Defendant first argues that 1998 PA 350, effective October 1, 1999, which included impaired-driving convictions in the definition of "prior conviction" that may be used to enhance a conviction of OUIL/UBAL to a felony, operates as an ex post facto law. Interpretation of constitutional provisions and statutory construction are both questions of law we review de novo. People v. Sierb, 456 Mich. 519, 522, 581 N.W.2d 219 (1998). We conclude that defendant's argument has no merit because the legal consequences of 1998 PA 350 attached to defendant only as a result of acts committed by defendant after the effective date of the statute. Carmell v. Texas, 529 U.S. 513, 519-520, 120 S.Ct. 1620, 146 L.Ed.2d 577 (2000); People v. Harvey, 174 Mich.App. 58, 61, 435 N.W.2d 456 (1989).

Before his arrest on October 9, 1999, defendant had been convicted of impaired driving2 on April 6, 1993, and of operating with an unlawful blood alcohol level on May 25, 1995. After his conviction of OUIL/UBAL, defendant was subject to M.C.L. § 257.625(8)(c), which provides in part, "[i]f a person is convicted of violating subsection (1), all of the following apply:... (c) If the violation occurs within 10 years of 2 or more prior convictions, the person is guilty of a felony...." Before October 1, 1999, a prior conviction for impaired driving could not be used to enhance a conviction for OUIL/UBAL, M.C.L. § 257.625(6)(f), as amended by 1991 PA 98. Rather, the conviction could only be used to enhance a subsequent conviction of impaired driving from a ninety-day misdemeanor to a one-year misdemeanor, M.C.L. § 257.625(10), as amended by 1991 PA 98. Defendant argues that 1998 PA 350, effective October 1, 1999, operates as an ex post facto law because it modified the definition of "prior conviction" to include a prior conviction of impaired driving under M.C.L. § 257.625(3) for purposes of enhancing a subsequent conviction of OUIL/UBAL, M.C.L. § 257.625(1), to a felony conviction, M.C.L. § 257.625(8)(c). The statute now provides, in part:

(23) ... as used in this section, "prior conviction" means a conviction for any of the following, whether under a law of this state, a local ordinance substantially corresponding to a law of this state, or a law of another state substantially corresponding to a law of this state:

(a) ... a violation or attempted violation of subsection (1), (3), (4), (5), (6), or (7), section 625m, former section 625(1) or (2), or former section 625b. [MCL 257.625(23), as amended by 1998 PA 350.]

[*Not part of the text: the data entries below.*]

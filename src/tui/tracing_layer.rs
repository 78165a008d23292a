use crate::tui::UILogEntry;
use chrono::Local;
use tokio::sync::mpsc;
use tracing::{Event, Level, Subscriber};
use tracing_subscriber::Layer;

// Visitor that pulls the message field out of a tracing event
struct LogEntryVisitor {
    timestamp: String,
    level: Level,
    target: String,
    message: Option<String>,
}

impl LogEntryVisitor {
    fn new(level: Level, target: String) -> Self {
        Self {
            timestamp: Local::now().format("%H:%M:%S").to_string(),
            level,
            target,
            message: None,
        }
    }
}

impl tracing::field::Visit for LogEntryVisitor {
    fn record_debug(&mut self, field: &tracing::field::Field, value: &dyn std::fmt::Debug) {
        if field.name() == "message" {
            self.message = Some(format!("{:?}", value));
        }
    }

    fn record_str(&mut self, field: &tracing::field::Field, value: &str) {
        if field.name() == "message" {
            self.message = Some(value.to_string());
        }
    }
}

/// Mirrors tracing events into the TUI's log view through a channel, so the
/// file layer and the on-screen log stay in sync.
pub struct TuiLogCollectorLayer {
    sender: mpsc::UnboundedSender<UILogEntry>,
}

impl TuiLogCollectorLayer {
    pub fn new(sender: mpsc::UnboundedSender<UILogEntry>) -> Self {
        Self { sender }
    }
}

impl<S: Subscriber> Layer<S> for TuiLogCollectorLayer {
    fn on_event(&self, event: &Event<'_>, _ctx: tracing_subscriber::layer::Context<'_, S>) {
        let meta = event.metadata();
        let level = *meta.level();
        let target = meta.target().to_string();

        let mut visitor = LogEntryVisitor::new(level, target);
        event.record(&mut visitor);

        if let Some(message) = visitor.message {
            let log_entry = UILogEntry {
                timestamp: visitor.timestamp,
                level: visitor.level,
                target: visitor.target,
                message,
            };
            // The receiver disappears when the TUI exits; nothing to do then.
            let _ = self.sender.send(log_entry);
        }
    }
}
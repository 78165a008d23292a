use crate::tui::app::{App, InputMode, LoadState};
use chrono::Local;
use ratatui::{
    layout::{Alignment, Constraint, Direction, Layout, Rect},
    style::{Style, Stylize},
    text::{Line, Span},
    widgets::Paragraph,
    Frame,
};

pub struct StatusBarWidget;

impl StatusBarWidget {
    pub fn render(f: &mut Frame, app: &App, area: Rect) {
        let theme = &app.theme;

        let status_bar_style = Style::default()
            .fg(theme.status_bar_foreground)
            .bg(theme.status_bar_background);

        let status_bar_layout = Layout::default()
            .direction(Direction::Horizontal)
            .constraints([Constraint::Percentage(75), Constraint::Percentage(25)])
            .split(area);

        let input_mode_bg = match app.input_mode {
            InputMode::Normal => theme.status_bar_mode_normal_bg,
            InputMode::Search => theme.status_bar_mode_search_bg,
        };

        let status_spans_left = Line::from(vec![
            Span::styled("bolsatui | ", status_bar_style.bold()),
            Span::styled("View: ", status_bar_style),
            Span::styled(
                format!("{:?}", app.active_view),
                Style::default()
                    .fg(theme.status_bar_view_name_fg)
                    .bg(theme.status_bar_background)
                    .bold(),
            ),
            Span::styled(" | Input: ", status_bar_style),
            Span::styled(
                format!("{:?}", app.input_mode),
                Style::default()
                    .fg(theme.primary_foreground)
                    .bg(input_mode_bg)
                    .bold(),
            ),
            Span::styled(
                format!(
                    " | Ofertas: {}/{} ",
                    app.store.derived().len(),
                    app.store.total()
                ),
                status_bar_style,
            ),
            Span::styled(
                format!("| {} ", app.store.criteria().sort_key.label()),
                status_bar_style,
            ),
        ]);

        f.render_widget(
            Paragraph::new(status_spans_left).style(status_bar_style),
            status_bar_layout[0],
        );

        let (feed_text, feed_style) = match &app.load_state {
            LoadState::Loading => ("Carregando", Style::default().fg(theme.warning_text)),
            LoadState::Failed(_) => ("Erro", Style::default().fg(theme.error_text)),
            LoadState::Ready => ("OK", Style::default().fg(theme.success_text)),
        };
        let status_spans_right = vec![
            Span::styled("Feed: ", status_bar_style),
            Span::styled(feed_text, feed_style),
            Span::raw(" | "),
            Span::from(Local::now().format("%H:%M:%S").to_string()),
        ];

        f.render_widget(
            Paragraph::new(Line::from(status_spans_right))
                .style(status_bar_style)
                .alignment(Alignment::Right),
            status_bar_layout[1],
        );
    }
}
use crate::tui::app::App;
use ratatui::{
    layout::{Alignment, Rect},
    style::{Modifier, Style},
    text::{Line, Span},
    widgets::{Block, Borders, Clear, Paragraph},
    Frame,
};

pub struct KeybindingsModalWidget;

impl KeybindingsModalWidget {
    pub fn render(f: &mut Frame, app: &App, area: Rect) {
        let theme = &app.theme;
        let popup_area = Rect {
            x: area.x + area.width / 4,
            y: area.y + area.height / 4,
            width: area.width / 2,
            height: area.height / 2,
        };
        f.render_widget(Clear, popup_area);
        let block = Block::default()
            .title("Keybindings")
            .borders(Borders::ALL)
            .border_style(Style::default().fg(theme.popup_border))
            .style(
                Style::default()
                    .fg(theme.primary_foreground)
                    .bg(theme.popup_background),
            )
            .title_alignment(Alignment::Center);
        f.render_widget(block.clone(), popup_area);
        let inner = block.inner(popup_area);
        let kb = &app.config.keybindings;
        let bold = Style::default().add_modifier(Modifier::BOLD);
        let mut lines = vec![
            Line::from(vec![Span::styled("Quit: ", bold), Span::raw(&kb.quit)]),
            Line::from(vec![Span::styled("Help: ", bold), Span::raw(&kb.help)]),
            Line::from(vec![Span::styled("Search: ", bold), Span::raw(&kb.search)]),
            Line::from(vec![Span::styled("Filters: ", bold), Span::raw(&kb.filters)]),
            Line::from(vec![Span::styled("Sort: ", bold), Span::raw(&kb.sort)]),
            Line::from(vec![Span::styled("Reload: ", bold), Span::raw(&kb.reload)]),
            Line::from(vec![Span::styled("Next Tab: ", bold), Span::raw(&kb.next_tab)]),
            Line::from(vec![Span::styled("Prev Tab: ", bold), Span::raw(&kb.prev_tab)]),
            Line::from(vec![Span::styled("Up: ", bold), Span::raw(&kb.up)]),
            Line::from(vec![Span::styled("Down: ", bold), Span::raw(&kb.down)]),
            Line::from(vec![Span::styled("Enter: ", bold), Span::raw(&kb.enter)]),
            Line::from(vec![Span::styled("Toggle: ", bold), Span::raw(&kb.toggle)]),
            Line::from(""),
        ];
        lines.push(Line::from(vec![Span::styled(
            "Press Esc to close",
            Style::default().fg(theme.help_text),
        )]));
        let para = Paragraph::new(lines)
            .alignment(Alignment::Left)
            .block(Block::default());
        f.render_widget(para, inner);
    }
}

Ex post facto laws are prohibited by both the Michigan Constitution, Const. 1963, art. 1, § 10 ("no bill of attainder, ex post facto law or law impairing the obligation of contract shall be enacted"), and United States Constitution, U.S. Const., art. I, § 10 ("no state shall ... pass any Bill of Attainder, ex post facto Law, or Law impairing the Obligation of Contracts...."). Michigan does not interpret its constitutional provision more expansively than its federal counterpart. Attorney General v. Pub. Service Comm., 249 Mich.App. 424, 434, 642 N.W.2d 691 (2002); People v. Pennington, 240 Mich.App. 188, 191 n. 1, 610 N.W.2d 608 (2000). Both ex post facto clauses are designed to secure substantial personal rights against arbitrary and oppressive legislation, People v. Russo, 439 Mich. 584, 592, 487 N.W.2d 698 (1992); Pennington, supra, and to ensure fair notice that conduct is criminal, People v. Stevenson, 416 Mich. 383, 396, 331 N.W.2d 143 (1982); People v. Davis, 181 Mich.App. 354, 357, 448 N.W.2d 842 (1989).

The seminal case interpreting the federal Ex Post Facto Clause is Calder v. Bull, 3 Dall. 386, 3 U.S. 386, 390, 1 L.Ed. 648 (1798), in which Justice Chase described four categories of ex post facto laws. The Supreme Court recently reaffirmed these four categories in Carmell, supra, quoting Justice Chase's opinion in Calder, supra, as follow:

"I will state what laws I consider ex post facto laws, within the words and the intent of the prohibition. 1st. Every law that makes an action done before the passing of the law, and which was innocent when done, criminal; and punishes such action.2d. Every law that aggravates a crime, or makes it greater than it was, when committed.3d. Every law that changes the punishment, and inflicts a greater punishment, than the law annexed to the crime, when committed. 4th. Every law that alters the legal rules of evidence, and receives less, or different, testimony, than the law required at the time of the commission of the offence, in order to convict the offender." [Carmell, supra at 522, 120 S.Ct. 1620, quoting Colder, supra at 390 (emphasis in original).]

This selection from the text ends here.